T’es allé au Panier dernièrement ? Tout a changé. De leur jeunesse, il ne reste plus rien. Maintenant quand on me parle de la gentrification de la Plaine, honnêtement ça me fait sourire. Prends une photo de classe dans une école maternelle du Panier aujourd’hui et une photo de la même école il y a trente ans et tu verras ! Pratiquement plus aucun Arabe ou Noir. C’est comme si on avait effacé un écosystème, tranquille, en silence.
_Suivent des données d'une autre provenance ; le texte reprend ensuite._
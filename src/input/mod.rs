//! Keyboard input: keycode parsing and scoped keybindings.

pub mod keybinds;
pub mod keycode;

pub use keybinds::{KeyBinds, Scope};
pub use keycode::{BaseKey, KeyInput, Keycode, Modifiers, NamedKey};
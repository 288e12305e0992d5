//! Startup flags passed on the command line as `--flag name[:value]`.
//!
//! The binary's argument parser turns each value into a [`ConfigFlag`].

use std::collections::HashMap;
use std::str::FromStr;

use crate::error::EngineError;

#[derive(Debug, Clone, PartialEq, Eq)]
pub enum FlagValue {
    /// The flag was given without a value
    Set,
    Value(String),
}

/// A single `name[:value]` flag
#[derive(Debug, Clone, PartialEq, Eq)]
pub struct ConfigFlag {
    pub name: String,
    pub value: FlagValue,
}

impl FromStr for ConfigFlag {
    type Err = EngineError;

    fn from_str(s: &str) -> Result<Self, EngineError> {
        let (name, value) = match s.split_once(':') {
            Some((name, value)) => (name, FlagValue::Value(value.to_string())),
            None => (s, FlagValue::Set),
        };
        if name.is_empty() {
            return Err(EngineError::invalid("flag", s));
        }
        Ok(Self {
            name: name.to_string(),
            value,
        })
    }
}

/// Read-only flag mapping. Fixed once the engine is built.
#[derive(Debug, Clone, Default, PartialEq, Eq)]
pub struct Flags {
    map: HashMap<String, FlagValue>,
}

impl Flags {
    /// Later flags with the same name replace earlier ones
    pub fn new(flags: impl IntoIterator<Item = ConfigFlag>) -> Self {
        Self {
            map: flags.into_iter().map(|f| (f.name, f.value)).collect(),
        }
    }

    pub fn get(&self, name: &str) -> Option<&FlagValue> {
        self.map.get(name)
    }

    pub fn is_set(&self, name: &str) -> bool {
        self.map.contains_key(name)
    }

    /// The value of a `name:value` flag
    pub fn value(&self, name: &str) -> Option<&str> {
        match self.map.get(name) {
            Some(FlagValue::Value(v)) => Some(v.as_str()),
            _ => None,
        }
    }

    pub fn len(&self) -> usize {
        self.map.len()
    }

    pub fn is_empty(&self) -> bool {
        self.map.is_empty()
    }

    pub fn iter(&self) -> impl Iterator<Item = (&str, &FlagValue)> {
        self.map.iter().map(|(k, v)| (k.as_str(), v))
    }
}
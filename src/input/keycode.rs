//! Keycode identifiers for keybindings.
//!
//! Format:
//!     [S-][C-][A-][L-]<base>
//! S: Shift
//! C: Ctrl
//! A: Alt
//! L: Logo / Command / Super
//!
//! The base key is the character actually produced by the key combination, so
//! shift-8 is written `S-*`, never `S-8` or `*`. Letter keys are the exception:
//! they are only accepted in lowercase and shift is expressed with `S-` alone.

use std::fmt;
use std::str::FromStr;

use crate::error::{EngineError, Result};

/// Modifier keys held during a press.
#[derive(Debug, Clone, Copy, Default, PartialEq, Eq, Hash)]
pub struct Modifiers {
    pub shift: bool,
    pub ctrl: bool,
    pub alt: bool,
    pub logo: bool,
}

impl Modifiers {
    pub const NONE: Self = Self {
        shift: false,
        ctrl: false,
        alt: false,
        logo: false,
    };

    pub fn shift() -> Self {
        Self {
            shift: true,
            ..Self::NONE
        }
    }

    pub fn ctrl() -> Self {
        Self {
            ctrl: true,
            ..Self::NONE
        }
    }

    pub fn is_empty(&self) -> bool {
        *self == Self::NONE
    }
}

/// Non-character keys with a fixed name.
#[derive(Debug, Clone, Copy, PartialEq, Eq, Hash)]
pub enum NamedKey {
    Escape,
    Snapshot,
    Scroll,
    Pause,
    Insert,
    Home,
    Delete,
    End,
    PageDown,
    PageUp,
    Left,
    Right,
    Up,
    Down,
    Back,
    Return,
    Space,
    Tab,
    Compose,
    Numlock,
    Capital,
    Apps,
    NumpadAdd,
    NumpadSubtract,
    NumpadMultiply,
    NumpadDivide,
    NumpadDecimal,
    NumpadComma,
    NumpadEnter,
    NumpadEquals,
    Mute,
    VolumeDown,
    VolumeUp,
    PlayPause,
    NextTrack,
    PrevTrack,
}

const NAMED_KEYS: &[(&str, NamedKey)] = &[
    ("Esc", NamedKey::Escape),
    ("Snapshot", NamedKey::Snapshot),
    ("Scroll", NamedKey::Scroll),
    ("Pause", NamedKey::Pause),
    ("Insert", NamedKey::Insert),
    ("Home", NamedKey::Home),
    ("Delete", NamedKey::Delete),
    ("End", NamedKey::End),
    ("PageDown", NamedKey::PageDown),
    ("PageUp", NamedKey::PageUp),
    ("Left", NamedKey::Left),
    ("Right", NamedKey::Right),
    ("Up", NamedKey::Up),
    ("Down", NamedKey::Down),
    ("Back", NamedKey::Back),
    ("Return", NamedKey::Return),
    ("Space", NamedKey::Space),
    ("Tab", NamedKey::Tab),
    ("Compose", NamedKey::Compose),
    ("Numlock", NamedKey::Numlock),
    ("Capital", NamedKey::Capital),
    ("Apps", NamedKey::Apps),
    ("NumpadAdd", NamedKey::NumpadAdd),
    ("NumpadSubtract", NamedKey::NumpadSubtract),
    ("NumpadMultiply", NamedKey::NumpadMultiply),
    ("NumpadDivide", NamedKey::NumpadDivide),
    ("NumpadDecimal", NamedKey::NumpadDecimal),
    ("NumpadComma", NamedKey::NumpadComma),
    ("NumpadEnter", NamedKey::NumpadEnter),
    ("NumpadEquals", NamedKey::NumpadEquals),
    ("Mute", NamedKey::Mute),
    ("VolumeDown", NamedKey::VolumeDown),
    ("VolumeUp", NamedKey::VolumeUp),
    ("PlayPause", NamedKey::PlayPause),
    ("NextTrack", NamedKey::NextTrack),
    ("PrevTrack", NamedKey::PrevTrack),
];

/// Punctuation, addressable by name or by the literal character.
const SYMBOLS: &[(&str, char)] = &[
    ("Apostrophe", '\''),
    ("Asterisk", '*'),
    ("At", '@'),
    ("Backslash", '\\'),
    ("Caret", '^'),
    ("Colon", ':'),
    ("Comma", ','),
    ("Dollar", '$'),
    ("Equals", '='),
    ("Exclaim", '!'),
    ("Grave", '`'),
    ("Hash", '#'),
    ("Percent", '%'),
    ("Ampersand", '&'),
    ("LParen", '('),
    ("RParen", ')'),
    ("LBracket", '['),
    ("RBracket", ']'),
    ("LBrace", '{'),
    ("RBrace", '}'),
    ("Less", '<'),
    ("Greater", '>'),
    ("Minus", '-'),
    ("Period", '.'),
    ("Pipe", '|'),
    ("Plus", '+'),
    ("Question", '?'),
    ("Quote", '"'),
    ("Semicolon", ';'),
    ("Slash", '/'),
    ("Tilde", '~'),
    ("Underline", '_'),
];

/// The base key of a keycode.
#[derive(Debug, Clone, Copy, PartialEq, Eq, Hash)]
pub enum BaseKey {
    /// `0`-`9` on the main row
    Digit(u8),
    /// `a`-`z`, always stored lowercase
    Letter(char),
    /// `F1`-`F24`
    Function(u8),
    /// `Numpad0`-`Numpad9`
    Numpad(u8),
    /// A produced punctuation character, e.g. `*`
    Symbol(char),
    Named(NamedKey),
}

impl BaseKey {
    /// Map a produced character onto a base key.
    /// Uppercase letters fold to lowercase.
    pub fn from_char(c: char) -> Option<Self> {
        if let Some(d) = c.to_digit(10) {
            return Some(Self::Digit(d as u8));
        }
        if c.is_ascii_alphabetic() {
            return Some(Self::Letter(c.to_ascii_lowercase()));
        }
        if c == ' ' {
            return Some(Self::Named(NamedKey::Space));
        }
        SYMBOLS
            .iter()
            .find(|(_, sym)| *sym == c)
            .map(|&(_, sym)| Self::Symbol(sym))
    }

    fn parse(s: &str) -> std::result::Result<Self, &'static str> {
        let mut chars = s.chars();
        if let (Some(c), None) = (chars.next(), chars.next()) {
            if c.is_ascii_uppercase() {
                return Err("letter keys are only accepted in lowercase");
            }
            if let Some(key) = Self::from_char(c) {
                return Ok(key);
            }
        }

        if let Some(n) = numbered(s, "F").filter(|n| (1..=24).contains(n)) {
            return Ok(Self::Function(n));
        }
        if let Some(n) = numbered(s, "Numpad").filter(|n| *n <= 9) {
            return Ok(Self::Numpad(n));
        }
        if let Some(&(_, key)) = NAMED_KEYS.iter().find(|(name, _)| *name == s) {
            return Ok(Self::Named(key));
        }
        if let Some(&(_, sym)) = SYMBOLS.iter().find(|(name, _)| *name == s) {
            return Ok(Self::Symbol(sym));
        }

        Err("unrecognised base key")
    }
}

/// Parse `F12` style tokens
fn numbered(s: &str, prefix: &str) -> Option<u8> {
    let digits = s.strip_prefix(prefix)?;
    if digits.is_empty() || !digits.chars().all(|c| c.is_ascii_digit()) {
        return None;
    }
    digits.parse().ok()
}

impl fmt::Display for BaseKey {
    fn fmt(&self, f: &mut fmt::Formatter<'_>) -> fmt::Result {
        match self {
            Self::Digit(d) => write!(f, "{}", d),
            Self::Letter(c) | Self::Symbol(c) => write!(f, "{}", c),
            Self::Function(n) => write!(f, "F{}", n),
            Self::Numpad(n) => write!(f, "Numpad{}", n),
            Self::Named(key) => {
                let name = NAMED_KEYS
                    .iter()
                    .find(|(_, k)| k == key)
                    .map(|(name, _)| *name)
                    .unwrap_or("?");
                write!(f, "{}", name)
            }
        }
    }
}

/// Identification of a specific key press including modifiers.
/// Immutable once built.
#[derive(Debug, Clone, Copy, PartialEq, Eq, Hash)]
pub struct Keycode {
    modifiers: Modifiers,
    base: BaseKey,
}

/// What a physical key press produced, as reported by the windowing layer.
#[derive(Debug, Clone, Copy, PartialEq)]
pub enum KeyInput {
    /// A character, already shift-aware (shift-8 produces `*`)
    Char(char),
    Named(NamedKey),
    Function(u8),
    Numpad(u8),
}

impl Keycode {
    pub fn new(modifiers: Modifiers, base: BaseKey) -> Self {
        Self { modifiers, base }
    }

    /// Build the keycode for a physical press.
    /// Returns `None` when the produced key has no place in the vocabulary.
    pub fn pressed(modifiers: Modifiers, input: KeyInput) -> Option<Self> {
        let base = match input {
            KeyInput::Char(c) => BaseKey::from_char(c)?,
            KeyInput::Named(key) => BaseKey::Named(key),
            KeyInput::Function(n) if (1..=24).contains(&n) => BaseKey::Function(n),
            KeyInput::Numpad(n) if n <= 9 => BaseKey::Numpad(n),
            _ => return None,
        };
        Some(Self::new(modifiers, base))
    }

    pub fn modifiers(&self) -> Modifiers {
        self.modifiers
    }

    pub fn base(&self) -> BaseKey {
        self.base
    }
}

/// Modifier prefixes in their required order
const MODIFIER_ORDER: [&str; 4] = ["S", "C", "A", "L"];

impl FromStr for Keycode {
    type Err = EngineError;

    fn from_str(input: &str) -> Result<Self> {
        let mut s = input;
        let mut modifiers = Modifiers::NONE;

        for (i, prefix) in MODIFIER_ORDER.iter().enumerate() {
            if strip_modifier(&mut s, prefix) {
                match i {
                    0 => modifiers.shift = true,
                    1 => modifiers.ctrl = true,
                    2 => modifiers.alt = true,
                    _ => modifiers.logo = true,
                }
            }
        }

        if s.is_empty() {
            return Err(EngineError::parse(input, "missing base key"));
        }

        // A modifier left over at this point was written out of order
        if s.len() > 2 && MODIFIER_ORDER.iter().any(|m| is_modifier_prefix(s, m)) {
            return Err(EngineError::parse(
                input,
                "modifiers must appear in the order S-C-A-L",
            ));
        }

        let base = BaseKey::parse(s).map_err(|reason| EngineError::parse(input, reason))?;
        Ok(Self { modifiers, base })
    }
}

fn is_modifier_prefix(s: &str, modifier: &str) -> bool {
    s.strip_prefix(modifier)
        .is_some_and(|rest| rest.starts_with('-'))
}

/// Try to strip the modifier prefix from `s`
/// `s`: "C-f", `modifier`: "C"
/// -> `s`: "f", true
fn strip_modifier(s: &mut &str, modifier: &str) -> bool {
    const SEPARATOR: char = '-';
    if let Some(rem) = s
        .strip_prefix(modifier)
        .and_then(|s| s.strip_prefix(SEPARATOR))
    {
        *s = rem;
        true
    } else {
        false
    }
}

impl fmt::Display for Keycode {
    fn fmt(&self, f: &mut fmt::Formatter<'_>) -> fmt::Result {
        let m = self.modifiers;
        for (held, prefix) in [
            (m.shift, "S-"),
            (m.ctrl, "C-"),
            (m.alt, "A-"),
            (m.logo, "L-"),
        ] {
            if held {
                f.write_str(prefix)?;
            }
        }
        write!(f, "{}", self.base)
    }
}
pub mod gallery;

pub use gallery::{GalleryLayout, GalleryScroll};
Le narrateur ne mâche pas ses mots, sa langue est vive, tranchante, les répliques fusent et le style est résolument cinématographique. Mais derrière tout ça il y une telle détresse qu’il est impossible de ne pas la ressentir, partagé entre le rire et les larmes devant les souvenirs évoqués, la description de l’évacuation des habitants historiques du quartier, « priés » de bouger vers les Quartiers Nord et la périphérie et les déboires que Stress traverse dans le présent, boiteux réalisateur réduit à filmer des mariages et à contempler la nouvelle jeunesse marseillaise plus branchée tu meurs.
Les descriptions détaillés du quartier « d’avant », des quatre cent coups des copains, de leurs virées à la plage, sur la Corniche, des vies de chacun de ses amis venus des quatre coins du monde, alternent avec des scènes d’une Marseille toute neuve, d’un Panier « hipsterisé » et blanc, et des flashs d’une vie d’adulte blasé et paumé.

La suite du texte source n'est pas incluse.